● EXERCISE
Among these records, which lines include "PaymentStatusInfo"? Copy them out.

(Collected data entries)
-------

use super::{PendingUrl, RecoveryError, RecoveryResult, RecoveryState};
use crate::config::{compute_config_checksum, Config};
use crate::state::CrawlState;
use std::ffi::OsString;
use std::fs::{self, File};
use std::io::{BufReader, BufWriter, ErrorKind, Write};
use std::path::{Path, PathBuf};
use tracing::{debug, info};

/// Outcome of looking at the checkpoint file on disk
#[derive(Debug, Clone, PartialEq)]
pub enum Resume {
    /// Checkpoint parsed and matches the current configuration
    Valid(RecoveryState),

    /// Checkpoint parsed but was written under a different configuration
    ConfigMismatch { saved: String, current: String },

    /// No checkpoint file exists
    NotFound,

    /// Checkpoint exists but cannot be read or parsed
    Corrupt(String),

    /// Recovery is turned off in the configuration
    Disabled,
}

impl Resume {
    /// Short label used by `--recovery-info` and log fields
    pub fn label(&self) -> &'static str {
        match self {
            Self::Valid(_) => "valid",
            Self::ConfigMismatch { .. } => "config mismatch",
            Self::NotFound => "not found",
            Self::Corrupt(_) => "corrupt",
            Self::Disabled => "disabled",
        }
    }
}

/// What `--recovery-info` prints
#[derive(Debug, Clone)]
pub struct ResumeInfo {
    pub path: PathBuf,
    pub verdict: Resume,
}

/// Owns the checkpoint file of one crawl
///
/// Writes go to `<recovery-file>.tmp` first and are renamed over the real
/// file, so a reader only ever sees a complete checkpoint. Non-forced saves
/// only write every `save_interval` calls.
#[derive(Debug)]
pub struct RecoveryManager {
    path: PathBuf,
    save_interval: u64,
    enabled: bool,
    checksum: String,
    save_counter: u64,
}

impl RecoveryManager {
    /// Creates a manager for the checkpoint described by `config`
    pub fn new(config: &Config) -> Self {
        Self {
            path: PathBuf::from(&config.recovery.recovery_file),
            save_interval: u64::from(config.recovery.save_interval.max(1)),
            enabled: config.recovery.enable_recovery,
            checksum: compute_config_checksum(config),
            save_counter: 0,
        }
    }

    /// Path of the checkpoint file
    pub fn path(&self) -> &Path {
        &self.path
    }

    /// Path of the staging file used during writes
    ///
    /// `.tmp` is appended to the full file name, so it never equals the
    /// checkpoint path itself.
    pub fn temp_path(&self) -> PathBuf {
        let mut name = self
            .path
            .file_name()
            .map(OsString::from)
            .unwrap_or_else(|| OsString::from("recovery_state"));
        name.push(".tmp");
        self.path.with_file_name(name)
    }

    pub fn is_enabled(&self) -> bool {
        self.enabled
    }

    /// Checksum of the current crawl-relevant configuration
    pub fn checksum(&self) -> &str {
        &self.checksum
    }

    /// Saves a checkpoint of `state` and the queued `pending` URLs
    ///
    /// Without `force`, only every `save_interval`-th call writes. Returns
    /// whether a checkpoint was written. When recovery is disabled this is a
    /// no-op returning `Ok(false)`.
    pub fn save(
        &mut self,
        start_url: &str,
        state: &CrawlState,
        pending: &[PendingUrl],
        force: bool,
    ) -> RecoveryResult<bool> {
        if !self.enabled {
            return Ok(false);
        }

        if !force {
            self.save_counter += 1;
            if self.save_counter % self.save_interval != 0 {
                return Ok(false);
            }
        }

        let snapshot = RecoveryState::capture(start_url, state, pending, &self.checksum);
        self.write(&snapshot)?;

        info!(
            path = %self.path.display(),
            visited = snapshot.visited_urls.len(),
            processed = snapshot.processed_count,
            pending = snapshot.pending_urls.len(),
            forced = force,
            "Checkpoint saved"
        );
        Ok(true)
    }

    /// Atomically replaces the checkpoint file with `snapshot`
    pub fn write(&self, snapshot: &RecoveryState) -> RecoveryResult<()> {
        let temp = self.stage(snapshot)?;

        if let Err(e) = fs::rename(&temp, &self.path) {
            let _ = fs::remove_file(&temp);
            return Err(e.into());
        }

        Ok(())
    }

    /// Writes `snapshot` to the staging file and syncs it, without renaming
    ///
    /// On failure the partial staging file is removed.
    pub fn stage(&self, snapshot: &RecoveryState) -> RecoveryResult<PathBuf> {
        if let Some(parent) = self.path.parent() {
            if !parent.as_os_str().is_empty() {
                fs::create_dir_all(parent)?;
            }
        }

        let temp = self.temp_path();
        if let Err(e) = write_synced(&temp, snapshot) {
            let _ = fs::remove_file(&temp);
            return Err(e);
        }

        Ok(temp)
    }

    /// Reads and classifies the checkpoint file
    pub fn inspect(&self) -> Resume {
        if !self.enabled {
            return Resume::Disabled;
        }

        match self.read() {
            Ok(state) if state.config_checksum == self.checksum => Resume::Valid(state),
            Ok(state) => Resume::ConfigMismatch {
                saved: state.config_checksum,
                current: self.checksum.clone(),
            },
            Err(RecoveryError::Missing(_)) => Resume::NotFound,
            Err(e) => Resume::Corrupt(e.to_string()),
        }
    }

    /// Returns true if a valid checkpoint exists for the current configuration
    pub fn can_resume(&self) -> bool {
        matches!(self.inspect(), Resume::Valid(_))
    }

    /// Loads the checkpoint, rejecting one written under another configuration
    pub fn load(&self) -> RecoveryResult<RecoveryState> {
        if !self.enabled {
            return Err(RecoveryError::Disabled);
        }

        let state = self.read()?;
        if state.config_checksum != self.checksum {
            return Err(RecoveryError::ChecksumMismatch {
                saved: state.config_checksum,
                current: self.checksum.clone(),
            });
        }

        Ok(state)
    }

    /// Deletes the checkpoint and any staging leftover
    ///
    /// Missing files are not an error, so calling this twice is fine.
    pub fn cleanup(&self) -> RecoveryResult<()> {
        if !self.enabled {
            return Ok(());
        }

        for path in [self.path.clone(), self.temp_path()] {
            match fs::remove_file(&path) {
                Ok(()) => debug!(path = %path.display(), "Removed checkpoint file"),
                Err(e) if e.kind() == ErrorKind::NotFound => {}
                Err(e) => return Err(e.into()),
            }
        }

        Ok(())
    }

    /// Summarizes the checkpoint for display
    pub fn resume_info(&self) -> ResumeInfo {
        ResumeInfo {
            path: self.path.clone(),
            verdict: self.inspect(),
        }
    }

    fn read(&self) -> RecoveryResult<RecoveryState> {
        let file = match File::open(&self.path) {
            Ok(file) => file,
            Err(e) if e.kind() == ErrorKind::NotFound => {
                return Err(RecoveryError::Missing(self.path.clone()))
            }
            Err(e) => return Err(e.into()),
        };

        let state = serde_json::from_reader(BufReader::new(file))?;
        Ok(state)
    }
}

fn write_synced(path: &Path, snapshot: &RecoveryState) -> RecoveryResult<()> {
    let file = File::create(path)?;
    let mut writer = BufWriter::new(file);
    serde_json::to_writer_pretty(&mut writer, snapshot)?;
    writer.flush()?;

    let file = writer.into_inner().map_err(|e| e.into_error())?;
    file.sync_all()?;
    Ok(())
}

-------

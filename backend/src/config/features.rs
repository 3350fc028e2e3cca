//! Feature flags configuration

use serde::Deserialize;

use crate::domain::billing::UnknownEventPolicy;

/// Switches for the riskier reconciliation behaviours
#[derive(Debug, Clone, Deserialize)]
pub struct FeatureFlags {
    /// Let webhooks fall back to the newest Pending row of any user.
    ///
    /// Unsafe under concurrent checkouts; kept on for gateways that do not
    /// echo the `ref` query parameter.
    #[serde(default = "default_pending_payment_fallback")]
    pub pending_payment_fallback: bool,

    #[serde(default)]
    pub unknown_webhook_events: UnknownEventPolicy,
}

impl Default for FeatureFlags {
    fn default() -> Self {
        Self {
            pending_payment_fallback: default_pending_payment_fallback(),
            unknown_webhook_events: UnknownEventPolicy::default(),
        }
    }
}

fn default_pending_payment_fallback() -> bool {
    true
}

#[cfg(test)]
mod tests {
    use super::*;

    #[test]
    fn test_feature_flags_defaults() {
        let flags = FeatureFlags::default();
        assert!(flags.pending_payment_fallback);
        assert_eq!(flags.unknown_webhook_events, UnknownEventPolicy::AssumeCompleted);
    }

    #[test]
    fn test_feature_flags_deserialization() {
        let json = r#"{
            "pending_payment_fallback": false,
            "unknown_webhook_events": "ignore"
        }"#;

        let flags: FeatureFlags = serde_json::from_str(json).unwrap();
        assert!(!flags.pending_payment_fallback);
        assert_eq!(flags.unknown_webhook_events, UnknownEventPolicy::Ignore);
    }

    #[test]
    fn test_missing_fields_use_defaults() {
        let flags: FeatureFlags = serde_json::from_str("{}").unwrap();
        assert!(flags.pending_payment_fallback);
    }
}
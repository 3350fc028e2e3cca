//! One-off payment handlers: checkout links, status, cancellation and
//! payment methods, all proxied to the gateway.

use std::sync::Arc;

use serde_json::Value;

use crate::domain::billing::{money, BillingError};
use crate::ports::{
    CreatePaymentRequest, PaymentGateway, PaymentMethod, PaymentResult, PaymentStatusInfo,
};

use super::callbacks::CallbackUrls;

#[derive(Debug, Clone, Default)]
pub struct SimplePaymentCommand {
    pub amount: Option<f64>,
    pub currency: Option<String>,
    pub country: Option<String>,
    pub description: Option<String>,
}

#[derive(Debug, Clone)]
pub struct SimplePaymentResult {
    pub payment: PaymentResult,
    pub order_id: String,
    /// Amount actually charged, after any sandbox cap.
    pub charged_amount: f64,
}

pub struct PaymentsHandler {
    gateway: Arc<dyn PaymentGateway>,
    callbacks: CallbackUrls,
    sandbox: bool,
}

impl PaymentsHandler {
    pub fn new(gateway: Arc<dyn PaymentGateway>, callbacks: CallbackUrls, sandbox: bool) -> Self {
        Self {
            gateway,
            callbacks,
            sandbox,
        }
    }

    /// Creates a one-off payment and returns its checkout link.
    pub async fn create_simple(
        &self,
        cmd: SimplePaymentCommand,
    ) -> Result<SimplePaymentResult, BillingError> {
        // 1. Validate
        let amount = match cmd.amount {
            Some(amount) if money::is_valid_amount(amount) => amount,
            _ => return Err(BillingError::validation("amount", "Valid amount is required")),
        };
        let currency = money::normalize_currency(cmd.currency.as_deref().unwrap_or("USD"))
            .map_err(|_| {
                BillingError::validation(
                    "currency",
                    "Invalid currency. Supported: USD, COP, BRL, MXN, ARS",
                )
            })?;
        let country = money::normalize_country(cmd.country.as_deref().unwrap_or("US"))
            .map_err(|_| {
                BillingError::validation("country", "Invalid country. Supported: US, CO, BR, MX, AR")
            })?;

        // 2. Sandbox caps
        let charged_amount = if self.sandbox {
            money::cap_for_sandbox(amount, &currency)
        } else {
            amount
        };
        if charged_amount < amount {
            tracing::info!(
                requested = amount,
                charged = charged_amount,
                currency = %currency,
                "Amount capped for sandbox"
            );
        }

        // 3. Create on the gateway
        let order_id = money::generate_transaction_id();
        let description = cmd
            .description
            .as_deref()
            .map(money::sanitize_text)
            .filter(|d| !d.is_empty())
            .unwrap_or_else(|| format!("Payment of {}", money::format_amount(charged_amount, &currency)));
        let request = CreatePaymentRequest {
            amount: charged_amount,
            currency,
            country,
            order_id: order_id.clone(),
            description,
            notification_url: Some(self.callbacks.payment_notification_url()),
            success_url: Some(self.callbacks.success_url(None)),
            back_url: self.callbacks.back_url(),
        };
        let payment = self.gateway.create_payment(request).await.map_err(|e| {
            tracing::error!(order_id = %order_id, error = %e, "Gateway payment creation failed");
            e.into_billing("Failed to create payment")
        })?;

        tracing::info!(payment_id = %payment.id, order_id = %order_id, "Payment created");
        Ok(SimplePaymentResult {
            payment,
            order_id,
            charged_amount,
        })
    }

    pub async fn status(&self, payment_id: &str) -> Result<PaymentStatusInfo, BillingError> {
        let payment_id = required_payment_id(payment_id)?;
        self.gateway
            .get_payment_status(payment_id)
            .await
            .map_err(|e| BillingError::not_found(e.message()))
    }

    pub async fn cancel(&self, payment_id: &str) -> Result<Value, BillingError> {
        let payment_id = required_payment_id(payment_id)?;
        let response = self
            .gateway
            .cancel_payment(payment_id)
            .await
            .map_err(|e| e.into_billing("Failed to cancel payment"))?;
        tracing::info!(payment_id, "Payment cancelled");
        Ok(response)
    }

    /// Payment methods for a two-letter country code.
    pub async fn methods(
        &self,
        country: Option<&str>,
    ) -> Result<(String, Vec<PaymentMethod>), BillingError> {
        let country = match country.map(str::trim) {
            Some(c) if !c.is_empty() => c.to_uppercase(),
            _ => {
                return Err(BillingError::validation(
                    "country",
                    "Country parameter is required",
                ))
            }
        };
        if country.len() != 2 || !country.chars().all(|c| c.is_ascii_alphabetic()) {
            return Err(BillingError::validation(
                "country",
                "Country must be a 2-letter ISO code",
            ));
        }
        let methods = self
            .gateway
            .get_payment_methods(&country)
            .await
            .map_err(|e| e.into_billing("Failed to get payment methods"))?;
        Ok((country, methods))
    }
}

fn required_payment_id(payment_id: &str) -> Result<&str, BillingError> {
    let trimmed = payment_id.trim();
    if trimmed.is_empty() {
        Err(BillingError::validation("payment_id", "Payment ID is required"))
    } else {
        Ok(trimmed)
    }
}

-------

● RESPONSE AREA
    CreatePaymentRequest, PaymentGateway, PaymentMethod, PaymentResult, PaymentStatusInfo,
    pub async fn status(&self, payment_id: &str) -> Result<PaymentStatusInfo, BillingError> {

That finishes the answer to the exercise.